▸ What is expected
When you reach the line containing "rows to time", include it and stop; until then, return each line of the material exactly, starting with the first.
++++
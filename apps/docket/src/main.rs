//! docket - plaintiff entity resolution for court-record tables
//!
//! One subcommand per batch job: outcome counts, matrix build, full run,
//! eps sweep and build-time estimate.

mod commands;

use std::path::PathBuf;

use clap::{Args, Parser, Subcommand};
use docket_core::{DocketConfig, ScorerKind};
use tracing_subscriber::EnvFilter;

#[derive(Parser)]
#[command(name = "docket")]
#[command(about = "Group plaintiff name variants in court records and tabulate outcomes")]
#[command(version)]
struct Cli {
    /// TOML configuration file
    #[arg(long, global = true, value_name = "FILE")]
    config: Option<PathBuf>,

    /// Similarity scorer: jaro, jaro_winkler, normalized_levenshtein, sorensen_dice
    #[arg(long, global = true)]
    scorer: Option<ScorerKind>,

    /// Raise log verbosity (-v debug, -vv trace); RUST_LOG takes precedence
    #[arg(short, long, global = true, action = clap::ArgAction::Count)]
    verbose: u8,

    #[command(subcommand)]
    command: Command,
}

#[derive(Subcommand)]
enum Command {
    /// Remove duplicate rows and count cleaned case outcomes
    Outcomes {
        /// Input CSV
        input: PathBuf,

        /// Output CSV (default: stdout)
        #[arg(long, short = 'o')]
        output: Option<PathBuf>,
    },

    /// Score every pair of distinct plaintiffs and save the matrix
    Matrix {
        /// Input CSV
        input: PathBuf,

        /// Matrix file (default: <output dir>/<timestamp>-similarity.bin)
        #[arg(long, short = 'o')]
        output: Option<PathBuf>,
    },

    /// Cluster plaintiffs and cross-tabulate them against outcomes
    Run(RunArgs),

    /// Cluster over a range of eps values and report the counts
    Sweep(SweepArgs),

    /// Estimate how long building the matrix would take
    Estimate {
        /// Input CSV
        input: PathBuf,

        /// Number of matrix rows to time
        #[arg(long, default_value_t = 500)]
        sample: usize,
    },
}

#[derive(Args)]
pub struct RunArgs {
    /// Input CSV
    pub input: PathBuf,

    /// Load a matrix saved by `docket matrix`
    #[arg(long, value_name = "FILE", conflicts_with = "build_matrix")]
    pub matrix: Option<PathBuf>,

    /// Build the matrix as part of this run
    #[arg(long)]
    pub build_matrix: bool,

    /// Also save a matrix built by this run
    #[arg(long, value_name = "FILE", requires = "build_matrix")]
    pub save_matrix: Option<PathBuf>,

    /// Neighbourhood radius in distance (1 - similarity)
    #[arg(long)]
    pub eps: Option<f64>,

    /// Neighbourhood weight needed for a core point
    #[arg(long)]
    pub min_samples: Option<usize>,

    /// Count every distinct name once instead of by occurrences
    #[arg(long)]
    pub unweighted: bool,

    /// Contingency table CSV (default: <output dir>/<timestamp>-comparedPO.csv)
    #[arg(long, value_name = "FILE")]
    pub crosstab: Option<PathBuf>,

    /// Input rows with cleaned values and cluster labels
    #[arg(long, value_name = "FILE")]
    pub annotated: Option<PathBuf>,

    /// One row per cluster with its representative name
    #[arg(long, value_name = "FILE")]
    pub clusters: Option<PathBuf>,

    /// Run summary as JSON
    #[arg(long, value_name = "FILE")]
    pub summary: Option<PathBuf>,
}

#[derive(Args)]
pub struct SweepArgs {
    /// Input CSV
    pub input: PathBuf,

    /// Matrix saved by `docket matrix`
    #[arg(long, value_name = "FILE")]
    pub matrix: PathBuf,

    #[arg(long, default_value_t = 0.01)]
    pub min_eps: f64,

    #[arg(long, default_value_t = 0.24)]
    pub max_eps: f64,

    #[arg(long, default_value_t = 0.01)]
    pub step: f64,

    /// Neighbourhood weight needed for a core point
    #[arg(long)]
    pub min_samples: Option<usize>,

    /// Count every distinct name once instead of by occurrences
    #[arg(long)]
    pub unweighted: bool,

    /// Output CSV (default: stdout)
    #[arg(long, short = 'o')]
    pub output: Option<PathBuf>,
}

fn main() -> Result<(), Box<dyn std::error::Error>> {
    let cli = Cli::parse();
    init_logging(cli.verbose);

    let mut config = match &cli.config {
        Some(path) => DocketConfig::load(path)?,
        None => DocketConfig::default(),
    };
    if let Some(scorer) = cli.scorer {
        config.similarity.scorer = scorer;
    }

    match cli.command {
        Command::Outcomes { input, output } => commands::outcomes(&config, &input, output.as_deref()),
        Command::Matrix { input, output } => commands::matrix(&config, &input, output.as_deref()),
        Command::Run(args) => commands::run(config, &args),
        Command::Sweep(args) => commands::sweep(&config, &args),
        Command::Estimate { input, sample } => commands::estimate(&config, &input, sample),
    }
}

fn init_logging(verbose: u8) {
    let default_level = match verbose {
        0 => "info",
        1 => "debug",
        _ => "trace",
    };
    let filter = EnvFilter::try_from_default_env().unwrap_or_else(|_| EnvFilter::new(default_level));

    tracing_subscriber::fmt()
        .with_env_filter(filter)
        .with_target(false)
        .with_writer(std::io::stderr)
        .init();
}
++++
▸ Result of the exercise
filename apps/docket/src/main.rs
//! docket - plaintiff entity resolution for court-record tables
//!
//! One subcommand per batch job: outcome counts, matrix build, full run,
//! eps sweep and build-time estimate.

mod commands;

use std::path::PathBuf;

use clap::{Args, Parser, Subcommand};
use docket_core::{DocketConfig, ScorerKind};
use tracing_subscriber::EnvFilter;

#[derive(Parser)]
#[command(name = "docket")]
#[command(about = "Group plaintiff name variants in court records and tabulate outcomes")]
#[command(version)]
struct Cli {
    /// TOML configuration file
    #[arg(long, global = true, value_name = "FILE")]
    config: Option<PathBuf>,

    /// Similarity scorer: jaro, jaro_winkler, normalized_levenshtein, sorensen_dice
    #[arg(long, global = true)]
    scorer: Option<ScorerKind>,

    /// Raise log verbosity (-v debug, -vv trace); RUST_LOG takes precedence
    #[arg(short, long, global = true, action = clap::ArgAction::Count)]
    verbose: u8,

    #[command(subcommand)]
    command: Command,
}

#[derive(Subcommand)]
enum Command {
    /// Remove duplicate rows and count cleaned case outcomes
    Outcomes {
        /// Input CSV
        input: PathBuf,

        /// Output CSV (default: stdout)
        #[arg(long, short = 'o')]
        output: Option<PathBuf>,
    },

    /// Score every pair of distinct plaintiffs and save the matrix
    Matrix {
        /// Input CSV
        input: PathBuf,

        /// Matrix file (default: <output dir>/<timestamp>-similarity.bin)
        #[arg(long, short = 'o')]
        output: Option<PathBuf>,
    },

    /// Cluster plaintiffs and cross-tabulate them against outcomes
    Run(RunArgs),

    /// Cluster over a range of eps values and report the counts
    Sweep(SweepArgs),

    /// Estimate how long building the matrix would take
    Estimate {
        /// Input CSV
        input: PathBuf,

        /// Number of matrix rows to time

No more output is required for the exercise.